A perennial favourite for local debate is Victoria’s claim that policing the bar crowd, maintaining major thoroughfares, and generally dealing with the influx of people from surrounding municipalities means that the people using the downtown core contribute too little to its maintenance. Long touted by politicians on this side of the border, Victoria’s underdog status received official sanction in the city’s recent call for a review of its revenue and tax policies. In the request, Victoria states that: “Many of the services the city provides are regional in nature ... In addition, rising costs are putting pressure on the city’s main funding source, property taxes.”

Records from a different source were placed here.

#[cfg(test)]
mod tests {
    use super::*;
    use crate::cluster::node::WallClock;
    use crate::engine::Memory;
    use crossbeam::channel::Receiver;
    use pretty_assertions::assert_eq;
    use std::time::{Duration, Instant};

    fn wait_until(what: &str, f: impl Fn() -> bool) {
        let deadline = Instant::now() + Duration::from_secs(5);
        while !f() {
            if Instant::now() > deadline {
                panic!("timed out waiting for {what}");
            }
            std::thread::sleep(Duration::from_millis(1));
        }
    }

    struct Fixture {
        pipeline: Pipeline,
        engine: Arc<Memory>,
        effects: Receiver<Effect>,
        /// The (index, hash, query) chain the leader would produce.
        chain: Vec<(u64, String, String)>,
    }

    fn fixture(commits: u64) -> Fixture {
        // Precompute the hash chain a leader would generate.
        let scratch = Memory::new();
        let mut chain = Vec::new();
        for i in 1..=commits {
            let query = format!("INSERT INTO t VALUES ({i})");
            scratch.apply(&query).unwrap();
            chain.push((i, scratch.committed_hash(), query));
        }

        let engine = Arc::new(Memory::new());
        let (tx, effects) = crossbeam::channel::unbounded();
        let lead_peer = Arc::new(parking_lot::Mutex::new(Some(0 as PeerId)));
        let pipeline =
            Pipeline::new(engine.clone(), tx, lead_peer, false, Arc::new(WallClock));
        Fixture { pipeline, engine, effects, chain }
    }

    fn begin(chain: &[(u64, String, String)], index: u64) -> Message {
        let (i, hash, query) = &chain[index as usize - 1];
        Message::BeginTransaction {
            id: TransactionId::Quorum(*i),
            new_count: *i,
            new_hash: hash.clone(),
            leader_sent_at: 0,
            query: query.clone(),
        }
    }

    fn commit(chain: &[(u64, String, String)], index: u64) -> Message {
        let (i, hash, _) = &chain[index as usize - 1];
        Message::CommitTransaction {
            id: TransactionId::Quorum(*i),
            commit_count: *i,
            hash: hash.clone(),
        }
    }

    #[test]
    fn applies_in_order_despite_out_of_order_arrival() {
        let f = fixture(2);

        // Transaction 2 arrives first and parks; transaction 1 prepares and
        // votes.
        f.pipeline.spawn(begin(&f.chain, 2)).unwrap();
        f.pipeline.spawn(begin(&f.chain, 1)).unwrap();
        wait_until("approve of #1", || {
            f.effects
                .try_iter()
                .any(|e| matches!(e, Effect::Send { frame, .. }
                    if frame.method == "APPROVE_TRANSACTION" && frame.headers.get("ID") == Some("1")))
        });

        // Committing 1 unblocks 2.
        f.pipeline.spawn(commit(&f.chain, 1)).unwrap();
        wait_until("commit of #1", || f.engine.commit_count() == 1);
        wait_until("approve of #2", || {
            f.effects
                .try_iter()
                .any(|e| matches!(e, Effect::Send { frame, .. }
                    if frame.method == "APPROVE_TRANSACTION" && frame.headers.get("ID") == Some("2")))
        });
        f.pipeline.spawn(commit(&f.chain, 2)).unwrap();
        wait_until("commit of #2", || f.engine.commit_count() == 2);

        assert_eq!(f.engine.committed_hash(), f.chain[1].1);
        wait_until("workers to drain", || f.pipeline.worker_count() == 0);
    }

    #[test]
    fn rollback_discards_prepared_transaction() {
        let f = fixture(1);
        f.pipeline.spawn(begin(&f.chain, 1)).unwrap();
        wait_until("approve of #1", || {
            f.effects
                .try_iter()
                .any(|e| matches!(e, Effect::Send { frame, .. } if frame.method == "APPROVE_TRANSACTION"))
        });
        f.pipeline.spawn(Message::RollbackTransaction {
            id: TransactionId::Quorum(1),
            new_hash: f.chain[0].1.clone(),
        })
        .unwrap();
        wait_until("workers to drain", || f.pipeline.worker_count() == 0);
        assert_eq!(f.engine.commit_count(), 0);
        assert_eq!(f.engine.uncommitted_hash(), None);
    }

    #[test]
    fn hash_mismatch_denies() {
        let f = fixture(1);
        f.pipeline
            .spawn(Message::BeginTransaction {
                id: TransactionId::Quorum(1),
                new_count: 1,
                new_hash: "BOGUS".into(),
                leader_sent_at: 0,
                query: f.chain[0].2.clone(),
            })
            .unwrap();
        wait_until("deny of #1", || {
            f.effects
                .try_iter()
                .any(|e| matches!(e, Effect::Send { frame, .. }
                    if frame.method == "DENY_TRANSACTION" && frame.headers.get("NewHash") == Some("BOGUS")))
        });
        assert_eq!(f.engine.uncommitted_hash(), None);

        // The leader rolls the transaction back; the worker exits.
        f.pipeline
            .spawn(Message::RollbackTransaction {
                id: TransactionId::Quorum(1),
                new_hash: "BOGUS".into(),
            })
            .unwrap();
        wait_until("workers to drain", || f.pipeline.worker_count() == 0);
        assert_eq!(f.engine.commit_count(), 0);
    }

    #[test]
    fn async_transactions_are_not_voted_on() {
        let f = fixture(1);
        f.pipeline
            .spawn(Message::BeginTransaction {
                id: TransactionId::Async(1),
                new_count: 1,
                new_hash: f.chain[0].1.clone(),
                leader_sent_at: 0,
                query: f.chain[0].2.clone(),
            })
            .unwrap();
        f.pipeline.spawn(commit(&f.chain, 1)).unwrap();
        wait_until("commit of #1", || f.engine.commit_count() == 1);
        assert!(!f
            .effects
            .try_iter()
            .any(|e| matches!(e, Effect::Send { frame, .. }
                if frame.method == "APPROVE_TRANSACTION" || frame.method == "DENY_TRANSACTION")));
    }

    #[test]
    fn shutdown_waits_for_workers_and_resets() {
        let f = fixture(2);
        // A transaction far in the future parks its worker indefinitely.
        f.pipeline.spawn(begin(&f.chain, 2)).unwrap();
        wait_until("worker to start", || f.pipeline.worker_count() == 1);

        f.pipeline.shutdown();
        assert_eq!(f.pipeline.worker_count(), 0);
        assert_eq!(f.engine.uncommitted_hash(), None);

        // The pipeline is reusable after shutdown.
        f.pipeline.spawn(begin(&f.chain, 1)).unwrap();
        f.pipeline.spawn(commit(&f.chain, 1)).unwrap();
        wait_until("commit of #1", || f.engine.commit_count() == 1);
        wait_until("workers to drain", || f.pipeline.worker_count() == 0);
    }
}
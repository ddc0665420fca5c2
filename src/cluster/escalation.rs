//! The escalation table: commands a follower has sent to the leader and is
//! awaiting responses for. Entries are created on ESCALATE and destroyed on
//! ESCALATE_RESPONSE, ESCALATE_ABORTED, leader loss, or shutdown.

use crate::codec::Frame;
use crate::server::{Command, Server};

use itertools::Itertools as _;
use log::{info, warn};
use std::collections::HashMap;

#[derive(Default)]
pub struct EscalationTable {
    commands: HashMap<String, Command>,
}

impl EscalationTable {
    pub fn new() -> Self {
        Self::default()
    }

    pub fn is_empty(&self) -> bool {
        self.commands.is_empty()
    }

    pub fn len(&self) -> usize {
        self.commands.len()
    }

    /// Records an escalated command awaiting a leader response.
    pub fn track(&mut self, command: Command) {
        self.commands.insert(command.id.clone(), command);
    }

    /// The request method lines of all in-flight escalations.
    pub fn methods(&self) -> Vec<String> {
        self.commands.values().map(|c| c.request.method.clone()).sorted().collect()
    }

    /// Routes an ESCALATE_RESPONSE: attaches the response, marks the
    /// command complete, and hands it back to the server.
    pub fn on_response(&mut self, id: &str, response: Frame, now: u64, server: &dyn Server) {
        let Some(mut command) = self.commands.remove(id) else {
            info!("Received ESCALATE_RESPONSE for unknown command {id}, ignoring");
            return;
        };
        if command.escalated_at > 0 {
            info!(
                "Escalation of {} took {}ms",
                command.request.method,
                now.saturating_sub(command.escalated_at) / 1000
            );
        }
        command.response = Some(response);
        command.complete = true;
        server.accept_command(command, false);
    }

    /// Routes an ESCALATE_ABORTED: re-queues the command with the server so
    /// it can be retried against the next leader.
    pub fn on_aborted(&mut self, id: &str, reason: &str, server: &dyn Server) {
        let Some(command) = self.commands.remove(id) else {
            warn!("Received ESCALATE_ABORTED for unescalated command {id}, ignoring");
            return;
        };
        info!("Re-queueing command {id} ({}) after abort: {reason}", command.request.method);
        server.accept_command(command, false);
    }

    /// Hands every in-flight escalation back to the server for retry, e.g.
    /// after losing the leader.
    pub fn requeue_all(&mut self, server: &dyn Server) {
        for (_, command) in self.commands.drain().sorted_by(|a, b| a.0.cmp(&b.0)) {
            server.accept_command(command, false);
        }
    }

    /// Completes every in-flight escalation with a synthetic failure. Used
    /// when a graceful shutdown deadline expires.
    pub fn abandon_all(&mut self, server: &dyn Server) -> usize {
        let abandoned = self.commands.len();
        for (_, mut command) in self.commands.drain().sorted_by(|a, b| a.0.cmp(&b.0)) {
            command.response = Some(Frame::new("500 Abandoned"));
            command.complete = true;
            server.accept_command(command, false);
        }
        abandoned
    }

    /// Drops all entries without notifying anybody. Used when entries
    /// unexpectedly survive into SEARCHING.
    pub fn clear(&mut self) {
        self.commands.clear();
    }
}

Victoria Mayor Dean Fortin says that while the city does benefit from the region’s highest proportion of business taxes, the price of serving the region’s workforce continues to weigh heavily. “What you have,” says Fortin, “is a population of about 75,000 people carrying the burden for a larger central core.” The solution, says Fortin, is in regional service delivery. “Find those issues that cross municipal borders and work on them together.”

Without dismissing regionalization entirely, Esquimalt Mayor Barb Desjardins argues that municipalities should start by looking for solutions within their own borders. The most important thing for Desjardins remains local councils’ ability to respond to the needs of residents. “There has to be a way in which municipalities can provide that close voice and close ear and we can be responsible as a region.”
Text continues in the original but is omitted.